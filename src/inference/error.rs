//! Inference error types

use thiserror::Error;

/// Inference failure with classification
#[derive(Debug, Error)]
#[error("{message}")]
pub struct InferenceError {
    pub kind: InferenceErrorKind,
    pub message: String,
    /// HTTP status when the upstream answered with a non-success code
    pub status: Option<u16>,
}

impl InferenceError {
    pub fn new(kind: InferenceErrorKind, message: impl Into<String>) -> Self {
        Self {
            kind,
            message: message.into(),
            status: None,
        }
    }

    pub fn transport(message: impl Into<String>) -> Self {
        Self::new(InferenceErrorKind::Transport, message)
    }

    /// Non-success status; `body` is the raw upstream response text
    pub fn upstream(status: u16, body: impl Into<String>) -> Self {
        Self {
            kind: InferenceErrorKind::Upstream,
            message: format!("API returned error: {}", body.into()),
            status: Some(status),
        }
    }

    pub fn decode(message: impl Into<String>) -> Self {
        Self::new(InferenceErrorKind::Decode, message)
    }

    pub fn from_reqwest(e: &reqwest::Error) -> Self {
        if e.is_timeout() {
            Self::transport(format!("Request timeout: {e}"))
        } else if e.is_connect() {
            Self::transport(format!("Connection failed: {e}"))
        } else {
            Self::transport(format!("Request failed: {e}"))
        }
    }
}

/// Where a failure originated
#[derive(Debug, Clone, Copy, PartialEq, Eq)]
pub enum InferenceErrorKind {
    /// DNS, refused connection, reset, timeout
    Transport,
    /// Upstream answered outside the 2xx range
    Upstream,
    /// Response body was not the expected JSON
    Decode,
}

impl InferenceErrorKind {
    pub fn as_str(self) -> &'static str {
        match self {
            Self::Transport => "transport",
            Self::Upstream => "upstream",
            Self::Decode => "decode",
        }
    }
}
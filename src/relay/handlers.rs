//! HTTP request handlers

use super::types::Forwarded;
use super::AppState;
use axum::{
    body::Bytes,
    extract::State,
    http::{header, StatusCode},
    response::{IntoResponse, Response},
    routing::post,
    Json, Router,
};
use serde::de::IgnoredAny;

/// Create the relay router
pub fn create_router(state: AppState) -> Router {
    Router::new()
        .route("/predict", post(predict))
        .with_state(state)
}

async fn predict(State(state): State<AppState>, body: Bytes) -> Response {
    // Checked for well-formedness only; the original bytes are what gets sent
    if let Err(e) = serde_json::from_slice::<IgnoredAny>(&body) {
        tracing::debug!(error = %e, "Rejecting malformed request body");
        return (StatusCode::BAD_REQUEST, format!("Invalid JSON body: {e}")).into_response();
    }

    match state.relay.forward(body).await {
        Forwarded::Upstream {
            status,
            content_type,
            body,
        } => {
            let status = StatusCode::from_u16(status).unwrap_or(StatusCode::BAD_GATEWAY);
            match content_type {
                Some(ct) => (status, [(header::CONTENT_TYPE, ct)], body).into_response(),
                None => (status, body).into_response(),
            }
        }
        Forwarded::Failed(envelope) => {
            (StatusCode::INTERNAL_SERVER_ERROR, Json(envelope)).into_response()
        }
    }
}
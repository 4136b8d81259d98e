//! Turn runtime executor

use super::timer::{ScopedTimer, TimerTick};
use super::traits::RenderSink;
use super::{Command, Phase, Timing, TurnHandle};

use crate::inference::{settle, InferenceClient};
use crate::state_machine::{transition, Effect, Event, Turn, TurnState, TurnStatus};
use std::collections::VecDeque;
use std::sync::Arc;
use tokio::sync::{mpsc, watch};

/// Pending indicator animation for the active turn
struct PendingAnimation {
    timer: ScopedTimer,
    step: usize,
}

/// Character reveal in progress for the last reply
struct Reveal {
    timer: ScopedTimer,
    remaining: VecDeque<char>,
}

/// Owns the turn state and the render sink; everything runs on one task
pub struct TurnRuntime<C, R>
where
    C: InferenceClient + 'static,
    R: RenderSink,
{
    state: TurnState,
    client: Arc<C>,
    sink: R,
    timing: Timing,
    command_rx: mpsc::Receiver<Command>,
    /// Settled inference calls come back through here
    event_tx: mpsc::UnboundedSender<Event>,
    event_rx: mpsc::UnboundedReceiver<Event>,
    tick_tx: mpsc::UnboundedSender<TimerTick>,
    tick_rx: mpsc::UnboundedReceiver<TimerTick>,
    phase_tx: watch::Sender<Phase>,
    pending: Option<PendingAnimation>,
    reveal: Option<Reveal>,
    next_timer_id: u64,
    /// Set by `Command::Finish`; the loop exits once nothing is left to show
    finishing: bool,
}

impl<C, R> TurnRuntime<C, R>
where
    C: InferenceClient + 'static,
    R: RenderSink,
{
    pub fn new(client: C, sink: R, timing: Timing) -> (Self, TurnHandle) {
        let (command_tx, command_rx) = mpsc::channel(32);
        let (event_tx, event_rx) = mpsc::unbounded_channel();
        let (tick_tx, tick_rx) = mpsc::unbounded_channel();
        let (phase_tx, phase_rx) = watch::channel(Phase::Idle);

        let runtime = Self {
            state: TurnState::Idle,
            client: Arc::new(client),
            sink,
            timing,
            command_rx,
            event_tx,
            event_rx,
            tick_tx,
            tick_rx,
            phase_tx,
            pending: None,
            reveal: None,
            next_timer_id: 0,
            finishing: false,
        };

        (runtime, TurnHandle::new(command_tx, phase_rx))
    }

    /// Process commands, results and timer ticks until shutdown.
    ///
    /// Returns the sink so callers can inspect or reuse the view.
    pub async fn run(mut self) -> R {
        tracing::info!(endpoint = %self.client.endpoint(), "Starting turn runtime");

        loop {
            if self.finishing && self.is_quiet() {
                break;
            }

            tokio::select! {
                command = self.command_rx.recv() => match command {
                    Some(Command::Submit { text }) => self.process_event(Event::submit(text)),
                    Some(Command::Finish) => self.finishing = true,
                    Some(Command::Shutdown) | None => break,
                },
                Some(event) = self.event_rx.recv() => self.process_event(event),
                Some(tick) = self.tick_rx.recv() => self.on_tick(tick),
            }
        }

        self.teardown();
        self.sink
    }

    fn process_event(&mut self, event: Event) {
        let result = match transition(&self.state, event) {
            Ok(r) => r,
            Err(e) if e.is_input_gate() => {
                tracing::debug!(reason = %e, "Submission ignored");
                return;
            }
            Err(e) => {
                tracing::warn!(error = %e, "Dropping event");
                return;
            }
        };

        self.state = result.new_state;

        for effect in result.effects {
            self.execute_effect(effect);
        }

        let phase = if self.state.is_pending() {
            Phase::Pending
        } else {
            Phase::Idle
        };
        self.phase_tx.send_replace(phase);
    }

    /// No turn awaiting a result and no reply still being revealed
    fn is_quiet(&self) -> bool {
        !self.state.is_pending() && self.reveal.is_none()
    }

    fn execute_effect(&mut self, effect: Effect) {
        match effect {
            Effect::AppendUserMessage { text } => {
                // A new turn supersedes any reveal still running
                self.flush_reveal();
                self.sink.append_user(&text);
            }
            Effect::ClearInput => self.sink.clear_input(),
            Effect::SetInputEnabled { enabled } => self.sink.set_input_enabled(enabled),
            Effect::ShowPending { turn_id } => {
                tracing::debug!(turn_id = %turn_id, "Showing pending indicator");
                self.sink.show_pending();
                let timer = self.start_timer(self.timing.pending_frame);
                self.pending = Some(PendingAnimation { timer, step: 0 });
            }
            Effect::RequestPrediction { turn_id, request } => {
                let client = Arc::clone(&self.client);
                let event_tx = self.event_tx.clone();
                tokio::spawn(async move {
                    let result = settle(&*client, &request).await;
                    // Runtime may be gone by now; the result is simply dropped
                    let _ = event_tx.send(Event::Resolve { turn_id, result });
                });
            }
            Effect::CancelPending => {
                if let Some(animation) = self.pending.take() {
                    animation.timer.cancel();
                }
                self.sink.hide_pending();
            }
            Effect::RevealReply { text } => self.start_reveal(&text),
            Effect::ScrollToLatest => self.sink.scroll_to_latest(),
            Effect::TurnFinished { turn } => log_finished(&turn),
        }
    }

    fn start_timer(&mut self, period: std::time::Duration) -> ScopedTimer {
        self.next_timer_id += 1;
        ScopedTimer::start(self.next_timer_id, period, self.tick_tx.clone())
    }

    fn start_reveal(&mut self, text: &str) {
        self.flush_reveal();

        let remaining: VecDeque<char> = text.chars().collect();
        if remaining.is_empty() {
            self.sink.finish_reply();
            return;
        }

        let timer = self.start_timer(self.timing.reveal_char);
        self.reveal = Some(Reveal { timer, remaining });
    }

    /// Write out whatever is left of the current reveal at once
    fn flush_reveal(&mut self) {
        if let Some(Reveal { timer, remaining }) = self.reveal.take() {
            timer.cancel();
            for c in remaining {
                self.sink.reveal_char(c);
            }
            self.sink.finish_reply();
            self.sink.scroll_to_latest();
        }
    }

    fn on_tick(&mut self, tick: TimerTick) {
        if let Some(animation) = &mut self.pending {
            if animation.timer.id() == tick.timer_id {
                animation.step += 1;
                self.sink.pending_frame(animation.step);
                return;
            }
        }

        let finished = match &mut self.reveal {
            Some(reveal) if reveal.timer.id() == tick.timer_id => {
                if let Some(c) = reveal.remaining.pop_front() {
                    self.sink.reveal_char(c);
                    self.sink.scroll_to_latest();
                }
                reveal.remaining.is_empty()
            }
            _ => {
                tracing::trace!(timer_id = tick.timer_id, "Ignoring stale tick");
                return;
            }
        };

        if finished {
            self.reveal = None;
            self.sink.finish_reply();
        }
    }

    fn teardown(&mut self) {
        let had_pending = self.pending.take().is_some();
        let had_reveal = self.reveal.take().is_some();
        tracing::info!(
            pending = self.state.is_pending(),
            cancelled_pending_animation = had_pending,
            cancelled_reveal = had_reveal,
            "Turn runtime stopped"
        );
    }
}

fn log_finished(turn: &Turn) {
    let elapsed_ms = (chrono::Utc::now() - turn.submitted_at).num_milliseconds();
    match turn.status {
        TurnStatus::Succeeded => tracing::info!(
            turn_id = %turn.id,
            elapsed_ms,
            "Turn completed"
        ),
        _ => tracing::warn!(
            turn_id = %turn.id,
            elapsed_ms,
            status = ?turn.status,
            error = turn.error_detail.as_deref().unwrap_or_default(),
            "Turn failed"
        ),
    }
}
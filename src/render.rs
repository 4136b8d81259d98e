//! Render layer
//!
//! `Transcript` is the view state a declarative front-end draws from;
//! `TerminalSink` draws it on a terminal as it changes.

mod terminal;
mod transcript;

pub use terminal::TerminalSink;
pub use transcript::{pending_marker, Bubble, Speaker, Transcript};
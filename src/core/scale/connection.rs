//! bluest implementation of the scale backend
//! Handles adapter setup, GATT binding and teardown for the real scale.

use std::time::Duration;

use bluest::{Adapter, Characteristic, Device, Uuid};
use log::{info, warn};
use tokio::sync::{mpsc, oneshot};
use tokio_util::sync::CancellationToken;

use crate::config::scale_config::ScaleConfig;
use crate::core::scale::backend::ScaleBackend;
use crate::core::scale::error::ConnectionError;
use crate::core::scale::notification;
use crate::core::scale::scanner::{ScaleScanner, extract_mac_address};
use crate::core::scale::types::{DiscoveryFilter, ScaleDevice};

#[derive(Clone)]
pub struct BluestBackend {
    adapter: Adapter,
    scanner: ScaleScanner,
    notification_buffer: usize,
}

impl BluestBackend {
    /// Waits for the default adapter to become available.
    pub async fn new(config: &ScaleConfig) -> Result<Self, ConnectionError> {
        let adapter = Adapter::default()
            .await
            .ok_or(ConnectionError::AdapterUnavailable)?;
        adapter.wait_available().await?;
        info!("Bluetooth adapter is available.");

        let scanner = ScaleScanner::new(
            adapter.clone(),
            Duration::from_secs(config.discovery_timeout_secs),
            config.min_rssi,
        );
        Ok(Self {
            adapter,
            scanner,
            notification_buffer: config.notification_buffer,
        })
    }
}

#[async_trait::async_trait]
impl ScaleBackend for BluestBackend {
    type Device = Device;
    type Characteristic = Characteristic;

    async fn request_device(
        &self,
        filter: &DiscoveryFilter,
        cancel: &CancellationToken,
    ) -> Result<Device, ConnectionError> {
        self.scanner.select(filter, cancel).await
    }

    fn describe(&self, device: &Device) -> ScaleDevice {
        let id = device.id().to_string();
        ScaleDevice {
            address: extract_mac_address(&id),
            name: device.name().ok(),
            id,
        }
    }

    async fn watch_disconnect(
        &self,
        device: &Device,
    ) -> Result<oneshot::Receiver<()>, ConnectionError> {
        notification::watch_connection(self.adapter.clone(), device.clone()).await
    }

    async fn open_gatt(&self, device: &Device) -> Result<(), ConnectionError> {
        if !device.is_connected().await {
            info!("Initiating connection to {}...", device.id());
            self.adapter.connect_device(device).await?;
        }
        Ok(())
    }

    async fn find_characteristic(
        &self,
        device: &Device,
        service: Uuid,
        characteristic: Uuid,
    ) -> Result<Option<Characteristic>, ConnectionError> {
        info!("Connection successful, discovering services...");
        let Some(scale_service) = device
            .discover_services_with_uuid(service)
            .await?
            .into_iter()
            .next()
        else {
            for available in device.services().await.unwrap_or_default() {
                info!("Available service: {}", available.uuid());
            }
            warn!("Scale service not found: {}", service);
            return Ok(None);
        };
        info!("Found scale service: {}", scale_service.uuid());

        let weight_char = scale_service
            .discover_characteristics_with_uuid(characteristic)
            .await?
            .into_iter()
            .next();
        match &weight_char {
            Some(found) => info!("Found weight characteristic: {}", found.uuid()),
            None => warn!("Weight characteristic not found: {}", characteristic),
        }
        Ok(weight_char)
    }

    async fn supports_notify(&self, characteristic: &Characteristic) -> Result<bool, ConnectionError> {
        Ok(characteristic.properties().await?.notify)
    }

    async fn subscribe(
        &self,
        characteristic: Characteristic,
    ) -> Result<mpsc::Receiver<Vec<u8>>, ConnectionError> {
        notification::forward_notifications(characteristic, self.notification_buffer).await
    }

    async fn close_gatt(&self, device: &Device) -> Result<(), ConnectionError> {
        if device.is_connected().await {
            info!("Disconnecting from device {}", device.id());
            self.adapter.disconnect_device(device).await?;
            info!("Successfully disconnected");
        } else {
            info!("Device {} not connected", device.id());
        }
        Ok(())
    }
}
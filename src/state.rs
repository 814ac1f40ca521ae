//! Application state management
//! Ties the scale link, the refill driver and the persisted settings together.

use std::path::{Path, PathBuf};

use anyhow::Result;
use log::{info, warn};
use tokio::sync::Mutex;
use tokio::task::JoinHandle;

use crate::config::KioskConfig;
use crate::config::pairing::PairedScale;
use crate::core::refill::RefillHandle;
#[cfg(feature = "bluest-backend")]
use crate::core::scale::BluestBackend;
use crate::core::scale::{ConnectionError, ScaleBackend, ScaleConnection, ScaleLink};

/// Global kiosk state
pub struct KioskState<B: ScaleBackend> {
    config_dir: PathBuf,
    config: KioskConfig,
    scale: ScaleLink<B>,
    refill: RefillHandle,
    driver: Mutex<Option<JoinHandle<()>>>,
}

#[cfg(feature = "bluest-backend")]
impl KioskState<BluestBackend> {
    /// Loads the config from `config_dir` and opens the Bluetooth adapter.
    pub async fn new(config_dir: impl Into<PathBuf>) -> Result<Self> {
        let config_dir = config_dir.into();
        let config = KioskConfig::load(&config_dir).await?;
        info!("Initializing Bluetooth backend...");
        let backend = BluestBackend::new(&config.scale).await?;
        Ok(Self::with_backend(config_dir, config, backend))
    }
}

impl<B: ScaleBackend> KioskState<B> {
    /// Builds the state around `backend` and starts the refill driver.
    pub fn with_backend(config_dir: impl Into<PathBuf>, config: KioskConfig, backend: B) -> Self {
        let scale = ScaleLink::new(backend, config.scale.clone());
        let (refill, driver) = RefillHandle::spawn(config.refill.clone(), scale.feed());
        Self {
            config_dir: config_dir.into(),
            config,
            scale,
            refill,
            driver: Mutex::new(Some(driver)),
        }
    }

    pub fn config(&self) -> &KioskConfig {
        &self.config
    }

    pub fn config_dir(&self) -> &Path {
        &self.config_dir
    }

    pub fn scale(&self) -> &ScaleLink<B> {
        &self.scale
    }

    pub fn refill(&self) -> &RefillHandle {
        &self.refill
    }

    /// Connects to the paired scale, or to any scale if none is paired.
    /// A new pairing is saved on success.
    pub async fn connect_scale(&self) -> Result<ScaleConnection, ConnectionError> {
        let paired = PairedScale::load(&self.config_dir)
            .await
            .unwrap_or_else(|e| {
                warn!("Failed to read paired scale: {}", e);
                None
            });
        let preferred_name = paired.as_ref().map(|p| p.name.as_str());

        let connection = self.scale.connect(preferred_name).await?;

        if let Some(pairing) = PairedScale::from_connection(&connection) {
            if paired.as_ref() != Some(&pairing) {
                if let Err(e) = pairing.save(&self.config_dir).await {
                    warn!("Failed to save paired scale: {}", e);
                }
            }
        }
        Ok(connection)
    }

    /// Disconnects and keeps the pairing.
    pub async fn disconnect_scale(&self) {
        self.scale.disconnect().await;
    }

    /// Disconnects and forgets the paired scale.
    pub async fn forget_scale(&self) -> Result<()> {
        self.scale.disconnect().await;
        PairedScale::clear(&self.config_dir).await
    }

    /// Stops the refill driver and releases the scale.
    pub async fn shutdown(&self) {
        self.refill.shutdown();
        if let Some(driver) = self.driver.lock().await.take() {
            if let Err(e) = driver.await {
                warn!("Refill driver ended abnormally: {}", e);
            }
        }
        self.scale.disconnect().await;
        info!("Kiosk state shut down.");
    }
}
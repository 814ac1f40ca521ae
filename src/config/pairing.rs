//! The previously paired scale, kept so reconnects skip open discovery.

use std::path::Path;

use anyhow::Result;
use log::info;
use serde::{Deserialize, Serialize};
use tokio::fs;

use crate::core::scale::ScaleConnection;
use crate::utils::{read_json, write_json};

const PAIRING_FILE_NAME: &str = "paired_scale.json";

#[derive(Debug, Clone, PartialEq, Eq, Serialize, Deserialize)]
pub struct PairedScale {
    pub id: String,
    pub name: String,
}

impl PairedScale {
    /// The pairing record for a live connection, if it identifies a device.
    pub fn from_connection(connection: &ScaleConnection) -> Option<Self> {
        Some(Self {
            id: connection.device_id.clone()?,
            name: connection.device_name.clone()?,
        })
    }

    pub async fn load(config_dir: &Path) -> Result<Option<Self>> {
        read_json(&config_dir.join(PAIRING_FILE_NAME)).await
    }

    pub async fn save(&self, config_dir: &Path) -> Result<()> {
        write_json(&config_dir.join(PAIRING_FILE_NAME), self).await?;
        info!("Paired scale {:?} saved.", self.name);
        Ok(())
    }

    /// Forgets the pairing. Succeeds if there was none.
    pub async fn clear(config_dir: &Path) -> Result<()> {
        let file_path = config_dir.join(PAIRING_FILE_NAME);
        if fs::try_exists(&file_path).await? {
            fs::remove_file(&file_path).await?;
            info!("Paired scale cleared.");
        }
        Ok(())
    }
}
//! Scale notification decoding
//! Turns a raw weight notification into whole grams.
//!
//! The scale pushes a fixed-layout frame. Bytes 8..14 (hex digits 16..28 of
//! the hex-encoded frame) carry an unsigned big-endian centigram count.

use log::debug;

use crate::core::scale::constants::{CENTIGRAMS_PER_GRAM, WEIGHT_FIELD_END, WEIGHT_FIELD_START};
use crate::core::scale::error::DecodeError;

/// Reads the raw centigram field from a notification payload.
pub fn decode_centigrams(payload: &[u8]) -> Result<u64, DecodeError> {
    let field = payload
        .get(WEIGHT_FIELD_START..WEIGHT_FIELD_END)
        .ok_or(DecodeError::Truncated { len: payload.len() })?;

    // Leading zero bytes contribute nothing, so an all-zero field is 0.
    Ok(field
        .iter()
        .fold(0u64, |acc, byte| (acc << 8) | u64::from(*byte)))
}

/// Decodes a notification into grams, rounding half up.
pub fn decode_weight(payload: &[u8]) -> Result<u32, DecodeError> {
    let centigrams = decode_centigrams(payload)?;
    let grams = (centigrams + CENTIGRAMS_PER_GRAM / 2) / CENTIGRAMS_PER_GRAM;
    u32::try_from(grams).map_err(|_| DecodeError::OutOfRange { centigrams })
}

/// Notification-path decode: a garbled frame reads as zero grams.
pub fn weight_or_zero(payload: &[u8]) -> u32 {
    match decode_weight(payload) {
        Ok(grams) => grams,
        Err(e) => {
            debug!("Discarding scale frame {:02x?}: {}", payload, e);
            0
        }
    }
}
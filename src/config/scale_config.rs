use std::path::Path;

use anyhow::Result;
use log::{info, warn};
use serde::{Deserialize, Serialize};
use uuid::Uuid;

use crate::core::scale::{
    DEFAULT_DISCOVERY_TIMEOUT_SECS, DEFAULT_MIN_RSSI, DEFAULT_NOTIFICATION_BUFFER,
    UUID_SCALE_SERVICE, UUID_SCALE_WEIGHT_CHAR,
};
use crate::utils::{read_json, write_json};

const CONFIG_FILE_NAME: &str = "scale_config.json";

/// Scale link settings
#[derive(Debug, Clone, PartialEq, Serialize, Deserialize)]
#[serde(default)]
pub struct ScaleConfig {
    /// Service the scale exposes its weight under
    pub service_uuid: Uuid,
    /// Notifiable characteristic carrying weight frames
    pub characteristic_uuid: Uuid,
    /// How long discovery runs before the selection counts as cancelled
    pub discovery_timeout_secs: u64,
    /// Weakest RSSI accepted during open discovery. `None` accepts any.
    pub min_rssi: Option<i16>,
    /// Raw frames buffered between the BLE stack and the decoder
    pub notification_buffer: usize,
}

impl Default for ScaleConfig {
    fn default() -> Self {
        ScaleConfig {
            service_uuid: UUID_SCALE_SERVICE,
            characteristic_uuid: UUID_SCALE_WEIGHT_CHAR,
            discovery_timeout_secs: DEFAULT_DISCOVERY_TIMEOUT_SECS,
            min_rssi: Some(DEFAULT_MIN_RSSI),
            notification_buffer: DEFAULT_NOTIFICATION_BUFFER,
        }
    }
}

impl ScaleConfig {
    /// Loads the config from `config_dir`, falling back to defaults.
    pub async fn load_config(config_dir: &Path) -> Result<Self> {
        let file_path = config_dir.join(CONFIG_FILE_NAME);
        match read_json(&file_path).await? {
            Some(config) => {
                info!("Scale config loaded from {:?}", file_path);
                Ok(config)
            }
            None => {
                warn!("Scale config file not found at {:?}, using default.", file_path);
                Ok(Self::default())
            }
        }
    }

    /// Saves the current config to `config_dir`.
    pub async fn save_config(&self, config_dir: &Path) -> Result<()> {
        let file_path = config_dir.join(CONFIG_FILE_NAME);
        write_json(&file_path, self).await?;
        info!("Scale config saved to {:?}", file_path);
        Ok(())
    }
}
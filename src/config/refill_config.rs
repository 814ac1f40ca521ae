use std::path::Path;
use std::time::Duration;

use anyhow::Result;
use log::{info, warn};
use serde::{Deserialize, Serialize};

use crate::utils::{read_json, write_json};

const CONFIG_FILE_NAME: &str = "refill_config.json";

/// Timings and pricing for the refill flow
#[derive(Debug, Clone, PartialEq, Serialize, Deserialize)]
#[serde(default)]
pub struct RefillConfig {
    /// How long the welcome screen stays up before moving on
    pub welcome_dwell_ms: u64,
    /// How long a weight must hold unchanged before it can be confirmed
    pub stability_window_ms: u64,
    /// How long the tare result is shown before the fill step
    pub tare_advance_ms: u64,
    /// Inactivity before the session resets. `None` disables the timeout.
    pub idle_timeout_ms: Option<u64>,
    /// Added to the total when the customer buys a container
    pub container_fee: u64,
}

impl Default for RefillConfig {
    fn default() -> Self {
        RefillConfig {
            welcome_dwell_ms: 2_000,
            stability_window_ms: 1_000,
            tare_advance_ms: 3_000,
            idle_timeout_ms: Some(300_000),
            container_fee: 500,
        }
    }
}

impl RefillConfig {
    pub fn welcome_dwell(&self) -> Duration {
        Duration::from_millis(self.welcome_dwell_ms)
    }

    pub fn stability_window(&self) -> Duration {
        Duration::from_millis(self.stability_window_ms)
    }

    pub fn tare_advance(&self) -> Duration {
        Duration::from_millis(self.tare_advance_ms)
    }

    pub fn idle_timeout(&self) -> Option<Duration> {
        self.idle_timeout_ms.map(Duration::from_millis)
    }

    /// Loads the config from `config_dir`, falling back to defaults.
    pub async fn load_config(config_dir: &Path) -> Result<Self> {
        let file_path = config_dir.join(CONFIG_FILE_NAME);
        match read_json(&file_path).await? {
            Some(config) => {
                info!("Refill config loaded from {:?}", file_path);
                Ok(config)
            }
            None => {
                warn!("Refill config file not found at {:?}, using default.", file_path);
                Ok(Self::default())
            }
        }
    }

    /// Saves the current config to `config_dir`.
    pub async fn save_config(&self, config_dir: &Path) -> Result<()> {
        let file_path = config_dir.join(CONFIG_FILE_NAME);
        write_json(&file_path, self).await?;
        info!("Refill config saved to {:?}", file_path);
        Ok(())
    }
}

HOW TO COMPLETE THIS TASK: Please count up the lines above that include the string "derive" and respond with the total alone.

RESPONSE: 6